**Task**
Every line below must be given again exactly.

[Saved entries]
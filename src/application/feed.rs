//! List-view filtering over an already-loaded collection.
//!
//! This is presentation-side selection, deliberately kept out of the
//! store: the store hands over the whole collection and the view narrows
//! it. Search is a case-insensitive substring match on title or excerpt;
//! tag selection is exact membership.

use std::collections::BTreeSet;

use crate::domain::posts::Post;

/// Filter criteria for the list view.
#[derive(Debug, Clone, Default)]
pub struct PostQueryFilter {
    pub search: Option<String>,
    pub tag: Option<String>,
}

impl PostQueryFilter {
    pub fn is_empty(&self) -> bool {
        self.search.is_none() && self.tag.is_none()
    }
}

/// Posts matching the filter, in the collection's own order.
pub fn filter_posts<'a>(posts: &'a [Post], filter: &PostQueryFilter) -> Vec<&'a Post> {
    let needle = filter.search.as_deref().map(str::to_lowercase);

    posts
        .iter()
        .filter(|post| {
            let matches_search = needle.as_deref().is_none_or(|needle| {
                post.title.to_lowercase().contains(needle)
                    || post.excerpt.to_lowercase().contains(needle)
            });
            let matches_tag = filter
                .tag
                .as_deref()
                .is_none_or(|tag| post.tags.iter().any(|candidate| candidate == tag));
            matches_search && matches_tag
        })
        .collect()
}

/// Ordered unique tag set across the collection (the filter chips).
pub fn known_tags(posts: &[Post]) -> BTreeSet<&str> {
    posts
        .iter()
        .flat_map(|post| post.tags.iter().map(String::as_str))
        .collect()
}

#[cfg(test)]
mod tests {
    use super::*;
    use crate::domain::posts::default_posts;

    #[test]
    fn empty_filter_selects_everything_in_order() {
        let posts = default_posts();
        let selected = filter_posts(&posts, &PostQueryFilter::default());
        assert_eq!(selected.len(), posts.len());
        assert_eq!(selected[0].id, posts[0].id);
    }

    #[test]
    fn search_is_case_insensitive_over_title_and_excerpt() {
        let posts = default_posts();

        let by_title = filter_posts(
            &posts,
            &PostQueryFilter {
                search: Some("ZERO-DAY".to_string()),
                tag: None,
            },
        );
        assert!(
            by_title
                .iter()
                .any(|post| post.slug == "understanding-zero-day-vulnerabilities")
        );

        let by_excerpt = filter_posts(
            &posts,
            &PostQueryFilter {
                search: Some("ethical hacking".to_string()),
                tag: None,
            },
        );
        assert_eq!(by_excerpt.len(), 1);
        assert_eq!(by_excerpt[0].slug, "introduction-to-penetration-testing");
    }

    #[test]
    fn tag_selection_is_exact_membership() {
        let posts = default_posts();

        let security = filter_posts(
            &posts,
            &PostQueryFilter {
                search: None,
                tag: Some("security".to_string()),
            },
        );
        assert_eq!(security.len(), 2);

        // Substrings of a tag must not match.
        let partial = filter_posts(
            &posts,
            &PostQueryFilter {
                search: None,
                tag: Some("secur".to_string()),
            },
        );
        assert!(partial.is_empty());
    }

    #[test]
    fn search_and_tag_compose_conjunctively() {
        let posts = default_posts();
        let selected = filter_posts(
            &posts,
            &PostQueryFilter {
                search: Some("ransomware".to_string()),
                tag: Some("backup".to_string()),
            },
        );
        assert_eq!(selected.len(), 1);
        assert_eq!(selected[0].slug, "ransomware-defense-strategies");
    }

    #[test]
    fn known_tags_dedupe_across_posts() {
        let posts = default_posts();
        let tags = known_tags(&posts);
        assert!(tags.contains("security"));
        assert!(tags.contains("zero-day"));
        assert!(tags.len() >= 10);
    }
}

**Response**
filename src/application/feed.rs
//! List-view filtering over an already-loaded collection.
//!
//! This is presentation-side selection, deliberately kept out of the
//! store: the store hands over the whole collection and the view narrows
//! it. Search is a case-insensitive substring match on title or excerpt;
//! tag selection is exact membership.

use std::collections::BTreeSet;

use crate::domain::posts::Post;

/// Filter criteria for the list view.
#[derive(Debug, Clone, Default)]
pub struct PostQueryFilter {
    pub search: Option<String>,
    pub tag: Option<String>,
}

impl PostQueryFilter {
    pub fn is_empty(&self) -> bool {
        self.search.is_none() && self.tag.is_none()
    }
}

/// Posts matching the filter, in the collection's own order.
pub fn filter_posts<'a>(posts: &'a [Post], filter: &PostQueryFilter) -> Vec<&'a Post> {
    let needle = filter.search.as_deref().map(str::to_lowercase);

    posts
        .iter()
        .filter(|post| {
            let matches_search = needle.as_deref().is_none_or(|needle| {
                post.title.to_lowercase().contains(needle)
                    || post.excerpt.to_lowercase().contains(needle)
            });
            let matches_tag = filter
                .tag
                .as_deref()
                .is_none_or(|tag| post.tags.iter().any(|candidate| candidate == tag));
            matches_search && matches_tag
        })
        .collect()
}

/// Ordered unique tag set across the collection (the filter chips).
pub fn known_tags(posts: &[Post]) -> BTreeSet<&str> {
    posts
        .iter()
        .flat_map(|post| post.tags.iter().map(String::as_str))
        .collect()
}

#[cfg(test)]
mod tests {
    use super::*;
    use crate::domain::posts::default_posts;

    #[test]
    fn empty_filter_selects_everything_in_order() {
        let posts = default_posts();
        let selected = filter_posts(&posts, &PostQueryFilter::default());
        assert_eq!(selected.len(), posts.len());
        assert_eq!(selected[0].id, posts[0].id);
    }

    #[test]
    fn search_is_case_insensitive_over_title_and_excerpt() {
        let posts = default_posts();

        let by_title = filter_posts(
            &posts,
            &PostQueryFilter {
                search: Some("ZERO-DAY".to_string()),
                tag: None,
            },
        );
        assert!(
            by_title
                .iter()
                .any(|post| post.slug == "understanding-zero-day-vulnerabilities")
        );

        let by_excerpt = filter_posts(
            &posts,
            &PostQueryFilter {
                search: Some("ethical hacking".to_string()),
                tag: None,
            },
        );
        assert_eq!(by_excerpt.len(), 1);
        assert_eq!(by_excerpt[0].slug, "introduction-to-penetration-testing");
    }

    #[test]
    fn tag_selection_is_exact_membership() {
        let posts = default_posts();

        let security = filter_posts(
            &posts,
            &PostQueryFilter {
                search: None,
                tag: Some("security".to_string()),
            },
        );
        assert_eq!(security.len(), 2);

        // Substrings of a tag must not match.
        let partial = filter_posts(
            &posts,
            &PostQueryFilter {
                search: None,
                tag: Some("secur".to_string()),
            },
        );
        assert!(partial.is_empty());
    }

    #[test]
    fn search_and_tag_compose_conjunctively() {
        let posts = default_posts();
        let selected = filter_posts(
            &posts,
            &PostQueryFilter {
                search: Some("ransomware".to_string()),
                tag: Some("backup".to_string()),
            },
        );
        assert_eq!(selected.len(), 1);
        assert_eq!(selected[0].slug, "ransomware-defense-strategies");
    }

    #[test]
    fn known_tags_dedupe_across_posts() {
        let posts = default_posts();
        let tags = known_tags(&posts);
        assert!(tags.contains("security"));
        assert!(tags.contains("zero-day"));
        assert!(tags.len() >= 10);
    }
}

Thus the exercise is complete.